Ein Film mit Kultstatus: Dominik Wessely hat fünf Vorwerk-Vertreter einen Monat lang begleitet auf ihrer Tour durch die deutsche Provinz. Herausgekommen ist ein Film voller Situationskomik und mit einem verschmitzten Blick in deutsche Wohnzimmer. Wer immer schon einmal wissen wollte, wie Andere auf Vertreterbesuch reagieren, kommt bei diesem Film auf seine Kosten.

Dienstag 17.07. 19:30 NAXOS HALLE Frankfurt

Sonntag, 15. Juli 2007

Kinoszene Frankfurt (2)

Wir gratulieren dem Kino des Deutschen Filmmuseums / DIF e.V., das unlängst in Berlin für seine hervorragende Programmarbeit im Jahre 2006 in Berlin mit dem Hauptpreis des Kinemathekenverbundes in der Kategorie 1 – Städte über 500.000 Einwohner – ausgezeichnet wurde.

Die Jury lobte insbesondere das weite Programmspektrum und den Fakt, dass jeweils ungefähr doppelt so viele deutsche und europäische wie US-amerikanische Filme zur Aufführung kamen.

Mehr dazu auf der Homepage des DFM/DIF...

Freitag, 13. Juli 2007

Kinos am Raschplatz als Untermieter

programmkino.de meldet, dass das Filmkunst-Center am Raschplatz (Hannover) während der Umbauphase des Raschplatzes ins gegenüberliegende Cinemaxx zieht.
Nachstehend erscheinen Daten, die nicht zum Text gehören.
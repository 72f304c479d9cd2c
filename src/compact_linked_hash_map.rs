//! CompactLinkedHashMap: the compact map with predecessor/successor links,
//! iterating in insertion order or, optionally, access order.
//!
//! In access order every successful `get`/`get_mut`/`insert` moves the
//! entry to the back, so `pop_front` evicts the least recently used entry.
//! `peek` reads without promoting.

use crate::compact_core::CompactCore;
use crate::config::CompactConfig;
use crate::cursor::{sealed, Cursor, CursorTarget};
use crate::error::{ConfigError, IterError};
use crate::iter::{Drain, IntoIter, Iter, IterMut, Keys, Values, ValuesMut};
use crate::links::Links;
use core::borrow::Borrow;
use core::fmt;
use core::hash::{BuildHasher, Hash};
use core::marker::PhantomData;
use std::collections::hash_map::RandomState;

/// Hash map with a predictable iteration order.
pub struct CompactLinkedHashMap<K, V, S = RandomState> {
    core: CompactCore<K, V, S>,
}

impl<K, V> CompactLinkedHashMap<K, V> {
    /// Insertion-ordered map.
    pub fn new() -> Self {
        Self::with_hasher(RandomState::new())
    }

    pub fn with_expected_size(expected_size: usize) -> Self {
        Self::with_expected_size_and_hasher(expected_size, RandomState::new())
    }

    /// Access-ordered map: reads and updates move the entry to the back.
    pub fn with_access_order() -> Self {
        Self::access_order(CompactConfig::default(), RandomState::new())
            .unwrap_or_else(|e| panic!("{e}"))
    }
}

impl<K, V> Default for CompactLinkedHashMap<K, V> {
    fn default() -> Self {
        Self::new()
    }
}

impl<K, V, S> CompactLinkedHashMap<K, V, S> {
    pub fn with_hasher(hasher: S) -> Self {
        Self::with_expected_size_and_hasher(0, hasher)
    }

    /// # Panics
    /// If `expected_size` exceeds the maximum capacity.
    pub fn with_expected_size_and_hasher(expected_size: usize, hasher: S) -> Self {
        let config = CompactConfig::default().with_expected_size(expected_size);
        Self::with_config(config, hasher).unwrap_or_else(|e| panic!("{e}"))
    }

    /// Insertion-ordered map with explicit configuration.
    pub fn with_config(config: CompactConfig, hasher: S) -> Result<Self, ConfigError> {
        Self::build(config, hasher, false)
    }

    /// Access-ordered map with explicit configuration.
    pub fn access_order(config: CompactConfig, hasher: S) -> Result<Self, ConfigError> {
        Self::build(config, hasher, true)
    }

    fn build(config: CompactConfig, hasher: S, access_order: bool) -> Result<Self, ConfigError> {
        Ok(Self {
            core: CompactCore::new(config, hasher, Links::ordered(access_order))?,
        })
    }

    pub fn len(&self) -> usize {
        self.core.len()
    }

    pub fn is_empty(&self) -> bool {
        self.core.len() == 0
    }

    pub fn capacity(&self) -> usize {
        self.core.capacity()
    }

    pub fn hasher(&self) -> &S {
        self.core.hasher()
    }

    pub fn is_fallback(&self) -> bool {
        self.core.is_fallback()
    }

    pub fn clear(&mut self) {
        self.core.clear();
    }

    /// Oldest entry (least recently used in access order).
    pub fn front(&self) -> Option<(&K, &V)> {
        let repr = self.core.repr();
        repr.first().map(|at| repr.entry(at))
    }

    /// Newest entry (most recently used in access order).
    pub fn back(&self) -> Option<(&K, &V)> {
        let repr = self.core.repr();
        repr.last().map(|at| repr.entry(at))
    }

    pub fn pop_front(&mut self) -> Option<(K, V)> {
        let at = self.core.repr().first()?;
        Some(self.core.remove_slot(at, None).0)
    }

    pub fn pop_back(&mut self) -> Option<(K, V)> {
        let at = self.core.repr().last()?;
        Some(self.core.remove_slot(at, None).0)
    }

    pub fn iter(&self) -> Iter<'_, K, V> {
        Iter::new(self.core.repr())
    }

    pub fn iter_mut(&mut self) -> IterMut<'_, K, V> {
        self.core.iter_mut()
    }

    pub fn keys(&self) -> Keys<'_, K, V> {
        Keys { inner: self.iter() }
    }

    pub fn values(&self) -> Values<'_, K, V> {
        Values { inner: self.iter() }
    }

    pub fn values_mut(&mut self) -> ValuesMut<'_, K, V> {
        ValuesMut {
            inner: self.iter_mut(),
        }
    }

    pub fn drain(&mut self) -> Drain<'_, K, V> {
        Drain {
            inner: self.core.drain_entries().into_iter(),
            _borrow: PhantomData,
        }
    }

    /// Keeps only the entries for which `keep` returns true, visiting them
    /// in link order. Does not count as access.
    pub fn retain<F>(&mut self, keep: F)
    where
        F: FnMut(&K, &mut V) -> bool,
    {
        self.core.retain(keep);
    }

    pub fn cursor(&self) -> Cursor {
        Cursor::start(&self.core)
    }
}

impl<K, V, S> CompactLinkedHashMap<K, V, S>
where
    K: Eq + Hash,
    S: BuildHasher,
{
    /// Looks up `k`. In access order a hit moves the entry to the back.
    pub fn get<Q>(&mut self, k: &Q) -> Option<&V>
    where
        K: Borrow<Q>,
        Q: ?Sized + Hash + Eq,
    {
        self.core.get_touch(k).map(|v| &*v)
    }

    pub fn get_mut<Q>(&mut self, k: &Q) -> Option<&mut V>
    where
        K: Borrow<Q>,
        Q: ?Sized + Hash + Eq,
    {
        self.core.get_touch(k)
    }

    /// Looks up `k` without recording an access.
    pub fn peek<Q>(&self, k: &Q) -> Option<&V>
    where
        K: Borrow<Q>,
        Q: ?Sized + Hash + Eq,
    {
        self.core.get(k)
    }

    pub fn get_key_value<Q>(&self, k: &Q) -> Option<(&K, &V)>
    where
        K: Borrow<Q>,
        Q: ?Sized + Hash + Eq,
    {
        self.core.get_key_value(k)
    }

    pub fn contains_key<Q>(&self, k: &Q) -> bool
    where
        K: Borrow<Q>,
        Q: ?Sized + Hash + Eq,
    {
        self.core.find(k).is_some()
    }

    /// Inserts `key -> value`. A new key goes to the back; an existing key
    /// keeps its place in insertion order and moves to the back in access
    /// order.
    pub fn insert(&mut self, key: K, value: V) -> Option<V> {
        self.core.insert(key, value)
    }

    pub fn remove<Q>(&mut self, k: &Q) -> Option<V>
    where
        K: Borrow<Q>,
        Q: ?Sized + Hash + Eq,
    {
        self.core.remove_entry(k).map(|(_, v)| v)
    }

    pub fn remove_entry<Q>(&mut self, k: &Q) -> Option<(K, V)>
    where
        K: Borrow<Q>,
        Q: ?Sized + Hash + Eq,
    {
        self.core.remove_entry(k)
    }

    pub fn reserve(&mut self, additional: usize) {
        self.core.reserve(additional);
    }

    pub fn shrink_to_fit(&mut self) {
        self.core.shrink_to_fit();
    }
}

impl<K, V, S> sealed::Sealed for CompactLinkedHashMap<K, V, S> {}

impl<K, V, S> CursorTarget for CompactLinkedHashMap<K, V, S> {
    type Key = K;
    type Value = V;

    fn cursor_advance<'m>(&'m self, cursor: &mut Cursor) -> Result<(&'m K, &'m V), IterError> {
        cursor.advance(&self.core)
    }

    fn cursor_remove(&mut self, cursor: &mut Cursor) -> Result<(K, V), IterError> {
        cursor.remove_current(&mut self.core)
    }
}

impl<K, V, S> Clone for CompactLinkedHashMap<K, V, S>
where
    K: Clone,
    V: Clone,
    S: Clone,
{
    fn clone(&self) -> Self {
        Self {
            core: self.core.clone(),
        }
    }
}

impl<K, V, S> fmt::Debug for CompactLinkedHashMap<K, V, S>
where
    K: fmt::Debug,
    V: fmt::Debug,
{
    fn fmt(&self, f: &mut fmt::Formatter<'_>) -> fmt::Result {
        f.debug_map().entries(self.iter()).finish()
    }
}

/// Equal when both hold the same entries in the same order.
impl<K, V, S> PartialEq for CompactLinkedHashMap<K, V, S>
where
    K: PartialEq,
    V: PartialEq,
{
    fn eq(&self, other: &Self) -> bool {
        self.len() == other.len() && self.iter().eq(other.iter())
    }
}

impl<K: Eq, V: Eq, S> Eq for CompactLinkedHashMap<K, V, S> {}

impl<K, V, S> FromIterator<(K, V)> for CompactLinkedHashMap<K, V, S>
where
    K: Eq + Hash,
    S: BuildHasher + Default,
{
    fn from_iter<I: IntoIterator<Item = (K, V)>>(iter: I) -> Self {
        let mut m = Self::with_hasher(S::default());
        m.extend(iter);
        m
    }
}

impl<K, V, S> Extend<(K, V)> for CompactLinkedHashMap<K, V, S>
where
    K: Eq + Hash,
    S: BuildHasher,
{
    fn extend<I: IntoIterator<Item = (K, V)>>(&mut self, iter: I) {
        self.core.extend(iter);
    }
}

impl<'a, K, V, S> Extend<(&'a K, &'a V)> for CompactLinkedHashMap<K, V, S>
where
    K: Eq + Hash + Copy,
    V: Copy,
    S: BuildHasher,
{
    fn extend<I: IntoIterator<Item = (&'a K, &'a V)>>(&mut self, iter: I) {
        self.core.extend(iter.into_iter().map(|(k, v)| (*k, *v)));
    }
}

impl<K, V, S> IntoIterator for CompactLinkedHashMap<K, V, S> {
    type Item = (K, V);
    type IntoIter = IntoIter<K, V>;

    fn into_iter(self) -> IntoIter<K, V> {
        IntoIter {
            inner: self.core.into_entries().into_iter(),
        }
    }
}

impl<'a, K, V, S> IntoIterator for &'a CompactLinkedHashMap<K, V, S> {
    type Item = (&'a K, &'a V);
    type IntoIter = Iter<'a, K, V>;

    fn into_iter(self) -> Iter<'a, K, V> {
        self.iter()
    }
}

impl<'a, K, V, S> IntoIterator for &'a mut CompactLinkedHashMap<K, V, S> {
    type Item = (&'a K, &'a mut V);
    type IntoIter = IterMut<'a, K, V>;

    fn into_iter(self) -> IterMut<'a, K, V> {
        self.iter_mut()
    }
}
Hoffen wir, dass es nicht so endet wie mit dem Olympia in Frankfurt, das wegen Umbauarbeiten schloss und nie wieder öffnete...

Dass die Kinos am Raschplatz ins Cinemaxx ziehen, ist dadurch möglich, dass Hannover fest in Cinemaxx-Hand ist: Hier begann Hans-Joachim Flebbe in den Siebzigern seine Kino-Karriere im Apollo (wird heute von einem ehemaligen Flebbe-Mitarbeiter geführt). Außer dem Apollo, das sozusagen Bestandsschutz genießt, dem kommunalen Kino im Künstlerhaus (das wie das Apollo in der Cinemaxx-Programmzeitschrift inserieren darf) und dem Off-Kino im Sprengel sind alle Leinwände in Hannover Teil des Flebbe-Unternehmens.

Dienstag, 10. Juli 2007

Kinowerbung

Auch wenn mein ultimativer Hass-Werbespot für das Eis mit dem großen "M" endlich von einem (kaum besseren) Nachfolger abgelöst wurde, ist es doch immer wieder schön, in ein werbefreies Programmkino zu gehen, wo nur Trailer laufen.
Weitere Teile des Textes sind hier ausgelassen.